(RECORDS TO USE begins)

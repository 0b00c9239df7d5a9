//! Load-all / replace-all storage for tasks, variables, logs and schedules.

mod json_store;
mod memory;
mod writer;

pub use json_store::JsonFileStore;
pub use memory::InMemoryPersistence;
pub use writer::{PersistenceHandle, PersistenceWriter};

use crate::logs::LogSnapshot;
use crate::task::Task;
use crate::variables::Variable;
use anyhow::Result;
use std::collections::{BTreeMap, HashMap};

/// Every operation replaces or returns the whole collection at once.
pub trait Persistence: Send + Sync {
    fn load_tasks(&self) -> Result<HashMap<String, Task>>;
    fn save_tasks(&self, tasks: &HashMap<String, Task>) -> Result<()>;

    fn load_variables(&self) -> Result<BTreeMap<String, Variable>>;
    fn save_variables(&self, vars: &BTreeMap<String, Variable>) -> Result<()>;

    fn load_logs(&self) -> Result<LogSnapshot>;
    fn save_logs(&self, logs: &LogSnapshot) -> Result<()>;

    /// Ids of the tasks registered with the scheduler.
    fn load_schedules(&self) -> Result<Vec<String>>;
    fn save_schedules(&self, task_ids: &[String]) -> Result<()>;
}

(RECORDS TO USE ends)

■ PROMPT ■
Up to and including the line that holds "use crate::logs::LogSnapshot;", reproduce the records above exactly from their first line, and give nothing else.

■ RESPONSE TO THE EXERCISE ■
repository 0b00c9239df7d5a9
//! Load-all / replace-all storage for tasks, variables, logs and schedules.

mod json_store;
mod memory;
mod writer;

pub use json_store::JsonFileStore;
pub use memory::InMemoryPersistence;
pub use writer::{PersistenceHandle, PersistenceWriter};

use crate::logs::LogSnapshot;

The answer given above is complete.